Identification and expression profiling of blood-brain barrier membrane proteins

P>Blood-brain barrier (BBB) membrane proteins play crucial roles in the proper functioning of the BBB as well as in disease progression. Previously, we developed a novel approach for identifying membrane proteins expressed at the BBB, which we referred to as multiplex expression cloning. In this study, the proteome coverage of the multiplex expression cloning approach was expanded to allow the identification of a total of 30 BBB membrane proteins that are diverse in function and abundance. To unveil those membrane proteins that are enriched at the BBB and hence partially responsible for some of its unique characteristics, the transcript abundance levels for all 30 BBB membrane proteins were compared with those found in microvessels derived from lung, liver, heart, and kidney. Such quantitative PCR profiling of RNA samples from laser capture microdissected microvessels revealed that the transcripts for five membrane proteins, namely Lutheran glycoprotein, carbonic anhydrase IV, uncoupling protein 2, podocalyxin, and solute carrier family 38, member 5, were BBB selective, in that expression was elevated in brain microvessels when compared with all of the vascular beds tested.
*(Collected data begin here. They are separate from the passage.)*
// Service configuration:
// - Upstream API base URLs (main RPC and scan indexer)
// - Server listening address/port
// - Upstream request timeout
// - Epoch metrics polling interval
// - Transaction list page size

use dotenv::dotenv;
use std::env;
use std::time::Duration;

#[derive(Debug, Clone)]
pub struct Config {
    pub server_host: String,
    pub server_port: u16,
    pub main_rpc_url: String,
    pub scan_rpc_url: String,
    pub rpc_timeout_secs: u64,
    pub epoch_poll_interval: Duration,
    pub tx_page_size: u32,
}

impl Config {
    pub fn from_env() -> Self {
        dotenv().ok();

        let server_host = env::var("SERVER_HOST").unwrap_or_else(|_| "127.0.0.1".to_string());
        let server_port = env::var("SERVER_PORT")
            .unwrap_or_else(|_| "8080".to_string())
            .parse()
            .unwrap_or(8080);
        let main_rpc_url = env::var("MAIN_RPC_URL")
            .unwrap_or_else(|_| "https://octra.network".to_string());
        let scan_rpc_url = env::var("SCAN_RPC_URL")
            .unwrap_or_else(|_| "https://network.octrascan.com".to_string());
        let rpc_timeout_secs = env::var("RPC_TIMEOUT_SECS")
            .map(|v| v.parse().unwrap_or(30))
            .unwrap_or(30);
        let epoch_poll_interval = env::var("EPOCH_POLL_INTERVAL_SECS")
            .ok()
            .and_then(|v| v.parse().ok())
            .filter(|secs: &u64| *secs > 0)
            .map(Duration::from_secs)
            .unwrap_or(Duration::from_secs(60));
        // Page size must be positive
        let tx_page_size = env::var("TX_PAGE_SIZE")
            .ok()
            .and_then(|v| v.parse().ok())
            .filter(|size: &u32| *size > 0)
            .unwrap_or(10);

        Self {
            server_host,
            server_port,
            main_rpc_url: trim_base_url(main_rpc_url),
            scan_rpc_url: trim_base_url(scan_rpc_url),
            rpc_timeout_secs,
            epoch_poll_interval,
            tx_page_size,
        }
    }

    pub fn listen_addr(&self) -> String {
        format!("{}:{}", self.server_host, self.server_port)
    }
}

fn trim_base_url(url: String) -> String {
    url.trim_end_matches('/').to_string()
}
Many other membrane protein transcripts, whereas not as BBB-restricted, showed selective expression within subsets of tissues indicating other potential parallels and contrasts between vascular beds in the body. The identification of BBB membrane proteins could help better understand the molecular mechanisms responsible for BBB function and those with selective expression may have utility for BBB-targeted therapies.